Thursday, February 20, 2014

Equal but different

You're probably expecting a post on gender roles, right? Actually, I wanted to talk about the different ways in which I love my children. Before I had Livia I was fascinated by people who had more than one child. The relationship I had with Chloe was so intense. I did everything with her and had so much one-on-one time with her. I couldn't imagine adding another child and wasn't sure how they would fit in.

However, as soon as Livia was born I felt such a strong connection with her and intense love for her, that it has never crossed my mind that I might love her less than Chloe. She just fitted in our family instantly (although the transition was hard, her place was always secure).
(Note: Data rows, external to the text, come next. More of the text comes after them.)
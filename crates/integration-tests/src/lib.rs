//! Integration tests for Plainwear.
//!
//! # Running Tests
//!
//! ```bash
//! cargo test -p plainwear-integration-tests
//! ```
//!
//! # Test Categories
//!
//! - `browsing` - Filter, sort, wishlist, and viewing-history flows
//! - `checkout_flow` - Full cart-to-confirmation sessions through the
//!   session controller
//!
//! These tests drive [`plainwear_storefront::StorefrontSession`] directly:
//! the core has no network surface, so the controller's operations are the
//! integration boundary.

pub use plainwear_storefront::StorefrontSession;
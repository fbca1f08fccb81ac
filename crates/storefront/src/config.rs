//! Storefront configuration loaded from environment variables.
//!
//! # Environment Variables
//!
//! All optional:
//! - `PLAINWEAR_CATALOG` - Path to a JSON catalog file; the compiled-in
//!   fixture is used when unset
//! - `PLAINWEAR_SETTLEMENT_DELAY_MS` - Simulated settlement delay in
//!   milliseconds (default: 2000)

use std::path::PathBuf;
use std::time::Duration;

use thiserror::Error;

use crate::checkout::FixedDelaySettlement;

/// Configuration errors that can occur during loading.
#[derive(Debug, Error)]
pub enum ConfigError {
    #[error("Invalid environment variable {0}: {1}")]
    InvalidEnvVar(String, String),
}

/// Storefront application configuration.
#[derive(Debug, Clone)]
pub struct StorefrontConfig {
    /// Path to a JSON catalog file; `None` means the built-in fixture.
    pub catalog_path: Option<PathBuf>,
    /// Simulated settlement delay.
    pub settlement_delay: Duration,
}

impl StorefrontConfig {
    /// Load configuration from environment variables.
    ///
    /// # Errors
    ///
    /// Returns [`ConfigError::InvalidEnvVar`] if the settlement delay is
    /// set but not a number of milliseconds.
    pub fn from_env() -> Result<Self, ConfigError> {
        let catalog_path = std::env::var("PLAINWEAR_CATALOG").ok().map(PathBuf::from);

        let settlement_delay = match std::env::var("PLAINWEAR_SETTLEMENT_DELAY_MS") {
            Ok(value) => {
                let millis: u64 = value.parse().map_err(|_| {
                    ConfigError::InvalidEnvVar(
                        "PLAINWEAR_SETTLEMENT_DELAY_MS".to_owned(),
                        format!("expected milliseconds, got {value:?}"),
                    )
                })?;
                Duration::from_millis(millis)
            }
            Err(_) => FixedDelaySettlement::DEFAULT_DELAY,
        };

        Ok(Self {
            catalog_path,
            settlement_delay,
        })
    }

    /// Build the settlement gateway this configuration describes.
    #[must_use]
    pub const fn settlement_gateway(&self) -> FixedDelaySettlement {
        FixedDelaySettlement::new(self.settlement_delay)
    }
}

impl Default for StorefrontConfig {
    fn default() -> Self {
        Self {
            catalog_path: None,
            settlement_delay: FixedDelaySettlement::DEFAULT_DELAY,
        }
    }
}

#[cfg(test)]
#[allow(clippy::unwrap_used)]
mod tests {
    use super::*;

    #[test]
    fn test_defaults() {
        let config = StorefrontConfig::default();
        assert!(config.catalog_path.is_none());
        assert_eq!(config.settlement_delay, Duration::from_secs(2));
    }
}
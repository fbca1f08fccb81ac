//! Integration tests for browse-side state: selection, wishlist, and
//! viewing history through the session controller.

#![allow(clippy::unwrap_used)]

use plainwear_core::{Category, ProductId};
use plainwear_storefront::StorefrontSession;
use plainwear_storefront::selection::{CategoryFilter, SortOrder};

// =============================================================================
// Selection Tests
// =============================================================================

#[test]
fn test_hat_filter_yields_exactly_three_hats() {
    let mut session = StorefrontSession::with_fixture_catalog();
    session.set_filter(CategoryFilter::Only(Category::Hat));

    let visible = session.visible_items();
    assert_eq!(visible.len(), 3);
    assert!(visible.iter().all(|p| p.category == Category::Hat));
}

#[test]
fn test_filtered_rating_sort_is_strictly_descending() {
    let mut session = StorefrontSession::with_fixture_catalog();
    session.set_filter(CategoryFilter::Only(Category::Hat));
    session.set_sort(SortOrder::RatingDescending);

    let visible = session.visible_items();
    for pair in visible.windows(2) {
        let (a, b) = (pair.first().unwrap(), pair.last().unwrap());
        assert!(a.rating > b.rating, "{} should outrank {}", a.id, b.id);
    }
}

#[test]
fn test_filter_back_to_all_restores_full_catalog() {
    let mut session = StorefrontSession::with_fixture_catalog();
    session.set_filter(CategoryFilter::Only(Category::Pants));
    assert_eq!(session.visible_items().len(), 3);

    session.set_filter(CategoryFilter::All);
    assert_eq!(session.visible_items().len(), 9);
}

// =============================================================================
// Wishlist Tests
// =============================================================================

#[test]
fn test_wishlist_double_toggle_restores_state() {
    let mut session = StorefrontSession::with_fixture_catalog();
    let id = ProductId::new("PS-102");

    // From absent.
    session.toggle_wishlist(id.clone());
    session.toggle_wishlist(id.clone());
    assert!(!session.is_wishlisted(&id));

    // From present.
    session.toggle_wishlist(id.clone());
    session.toggle_wishlist(id.clone());
    session.toggle_wishlist(id.clone());
    assert!(session.is_wishlisted(&id));
}

// =============================================================================
// Viewing History Tests
// =============================================================================

#[test]
fn test_history_keeps_four_most_recent_distinct_views() {
    let mut session = StorefrontSession::with_fixture_catalog();
    for id in ["TS-201", "TS-304", "PS-102", "PS-205", "HC-101"] {
        session.view_product(&ProductId::new(id)).unwrap();
    }

    let viewed: Vec<String> = session
        .recently_viewed()
        .iter()
        .map(|id| id.as_str().to_owned())
        .collect();
    assert_eq!(viewed, ["HC-101", "PS-205", "PS-102", "TS-304"]);

    // Re-viewing a recorded product changes neither order nor size.
    session.view_product(&ProductId::new("PS-102")).unwrap();
    let after: Vec<&str> = session
        .recently_viewed()
        .iter()
        .map(ProductId::as_str)
        .collect();
    assert_eq!(after, viewed);
}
Having said that, I have noticed that the way I feel about my girls is quite different. With Livia I have these moments of 'You're so gorgeous, I just want to eat you all up!' Those strange maternal feelings towards babies where you want to bury your face in their neck and absorb as much baby goodness as possible (I hope it's not just me!).

I did worry that these strong feelings for Livia meant something negative about my relationship with Chloe. But I don't think that's true. I went through the 'baby love' with Chloe too and we have now moved into a different kind of relationship. She is a really good friend (yes, I am still the parent but she is also a friend). We have built our friendship on mutual experiences - 'do you remember the time when..?' I can talk to her about her likes/dislikes. We can look forward to things together. We can sympathise with each other. 

I strongly believe that as my girls grow older and more aware they need to know that our love is equal for them but it is not always expressed in the same ways. Some days Chloe will get special time with mum or dad; other times it will be Livia's turn. I don't want to create a culture of being 'fair' and always having to treat both the same. I can imagine this being a challenge (Chloe has already learnt, 'that's not fair!') but I think it's an important lesson for life. I think this is reflective of how God loves us and treats us as his children.

Dear Lord, I thank you that you love us all equally and yet you have expressed that love by giving us all different gifts, abilities and circumstances. Help me not to be envious of what others have been blessed with, but recognise all the amazing things you have given to me. Help me to be happy for others when they prosper and are given good gifts. Help me to teach my girls this important lesson, as I am learning too.